Length-of-stay in the intensive care unit was 4.79 (SD±5.85) days in TACS patients, and 1.84 (SD±2.77) days in obstetrics and gynecology patients. Length of stay was 13.07 (SD±15.33) days in TACS patients, and 5.86 (SD±4.56) days in obstetrics and gynecology patients (Figure 1).
Adverse Outcomes
Importantly, none of the patients in our series developed symptomatology consistent with acute transfusion reaction.
Overall mortality was 14/101 (13.86%) in the first 24 hours and 6/101 (5.94%) after 24 hours. The shock index of patients who expired in the first 24 hours and after 24 hours was 1.42 (SD±0.64) and 1.29 (SD±0.48), respectively. By comparison, patients who survived had an average shock index of 1.09 (SD±00.53).
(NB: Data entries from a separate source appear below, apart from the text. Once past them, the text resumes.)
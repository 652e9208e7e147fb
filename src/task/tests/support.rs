//! Shared fixtures and test doubles for task lifecycle tests.

use crate::task::adapters::memory::{
    InMemoryCalendarGateway, InMemoryCloudStore, InMemoryReminderGateway, InMemorySettingsStore,
    InMemorySnapshotStore,
};
use crate::task::domain::{SyncSettings, Task, TaskDuration, TaskTitle};
use crate::task::ports::{
    CalendarGateway, CloudStore, ReminderGateway, SettingsStore, SnapshotStore,
};
use crate::task::services::SyncOrchestrator;
use chrono::{DateTime, Duration, Local, TimeZone, Utc};
use mockable::Clock;
use std::sync::{Arc, RwLock};

/// Clock pinned to an explicit instant and advanced manually by tests.
pub struct ManualClock {
    now: RwLock<DateTime<Utc>>,
}

impl ManualClock {
    /// Creates a clock frozen at the given instant.
    pub fn at(now: DateTime<Utc>) -> Self {
        Self {
            now: RwLock::new(now),
        }
    }

    /// Moves the clock forward.
    pub fn advance(&self, delta: Duration) {
        if let Ok(mut now) = self.now.write() {
            *now += delta;
        }
    }
}

impl Clock for ManualClock {
    fn local(&self) -> DateTime<Local> {
        self.utc().with_timezone(&Local)
    }

    fn utc(&self) -> DateTime<Utc> {
        self.now.read().map(|now| *now).expect("clock lock healthy")
    }
}

/// Instant every harness clock starts at.
pub fn start_instant() -> DateTime<Utc> {
    Utc.with_ymd_and_hms(2025, 6, 1, 9, 0, 0)
        .single()
        .expect("valid start instant")
}

/// Creates a scheduled task due at the given offset from now.
pub fn scheduled_task(title: &str, clock: &ManualClock, due_in: Duration) -> Task {
    Task::new(
        TaskTitle::new(title).expect("valid title"),
        Some(clock.utc() + due_in),
        TaskDuration::default(),
    )
}

/// Creates an unscheduled task.
pub fn unscheduled_task(title: &str) -> Task {
    Task::with_title(title).expect("valid title")
}

/// Orchestrator wired onto in-memory adapters with a manual clock.
pub struct Harness {
    pub orchestrator: SyncOrchestrator<ManualClock>,
    pub local: Arc<InMemorySnapshotStore>,
    pub cloud: Arc<InMemoryCloudStore<ManualClock>>,
    pub calendar: Arc<InMemoryCalendarGateway>,
    pub reminders: Arc<InMemoryReminderGateway>,
    pub preferences: Arc<InMemorySettingsStore>,
    pub clock: Arc<ManualClock>,
}

impl Harness {
    /// Creates a harness with default preferences (cloud sync off).
    pub fn new() -> Self {
        Self::with_settings(SyncSettings::default())
    }

    /// Creates a harness with cloud sync already enabled.
    pub fn cloud_enabled() -> Self {
        Self::with_settings(SyncSettings {
            cloud_sync_enabled: true,
            ..SyncSettings::default()
        })
    }

    /// Creates a harness with the given persisted preferences.
    pub fn with_settings(settings: SyncSettings) -> Self {
        let clock = Arc::new(ManualClock::at(start_instant()));
        let local = Arc::new(InMemorySnapshotStore::new());
        let cloud = Arc::new(InMemoryCloudStore::new(Arc::clone(&clock)));
        let calendar = Arc::new(InMemoryCalendarGateway::new());
        let reminders = Arc::new(InMemoryReminderGateway::new());
        let preferences = Arc::new(InMemorySettingsStore::with_settings(settings));
        let orchestrator = SyncOrchestrator::new(
            Arc::clone(&local) as Arc<dyn SnapshotStore>,
            Arc::clone(&cloud) as Arc<dyn CloudStore>,
            Arc::clone(&preferences) as Arc<dyn SettingsStore>,
            Arc::clone(&calendar) as Arc<dyn CalendarGateway>,
            Arc::clone(&reminders) as Arc<dyn ReminderGateway>,
            Arc::clone(&clock),
        );
        Self {
            orchestrator,
            local,
            cloud,
            calendar,
            reminders,
            preferences,
            clock,
        }
    }

    /// Loads persisted state the way application startup does.
    pub async fn loaded(self) -> Self {
        self.orchestrator.load().await;
        self
    }
}

/// Polls a synchronous condition until it holds, panicking after a second.
pub async fn wait_until(what: &str, mut condition: impl FnMut() -> bool) {
    for _ in 0_u8..100 {
        if condition() {
            return;
        }
        tokio::time::sleep(std::time::Duration::from_millis(10)).await;
    }
    panic!("condition not reached within one second: {what}");
}

/// Polls the canonical collection until the predicate holds.
pub async fn wait_for_collection(
    harness: &Harness,
    what: &str,
    predicate: impl Fn(&[Task]) -> bool,
) {
    for _ in 0_u8..100 {
        if predicate(&harness.orchestrator.tasks().await) {
            return;
        }
        tokio::time::sleep(std::time::Duration::from_millis(10)).await;
    }
    panic!("collection condition not reached within one second: {what}");
}

/// Gives fire-and-forget effect tasks time to finish before asserting that
/// something did not happen.
pub async fn settle() {
    tokio::time::sleep(std::time::Duration::from_millis(50)).await;
}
Of those patients that expired in the first 24 hours after transfusion, the cause of death was attributed to hemorrhage in 11 patients, 3 of whom arrested prior to any operative intervention, 6 of whom arrested in the operating room, and 3 of whom arrested shortly after surgery. The two remaining patients expired due to a subarachnoid hemorrhage and irreversible shock postoperatively. One death in the maternal population occurred due to hemorrhage in a patient presenting with HELLP syndrome, severe preeclampsia and intrauterine fetal demise. The patient was found to have evidence of severe coagulopathy and a hepatic hematoma after undergoing a cesarean-section; this patient unfortunately arrested before to operative intervention could be undertaken.
Of the patients that 6 patients that expired after 24 hours, three suffered sepsis leading to multisystem organ failure. Two patients were declared brain dead and one patient suffered irreversible shock after blunt force trauma to the chest not responsive to treatment.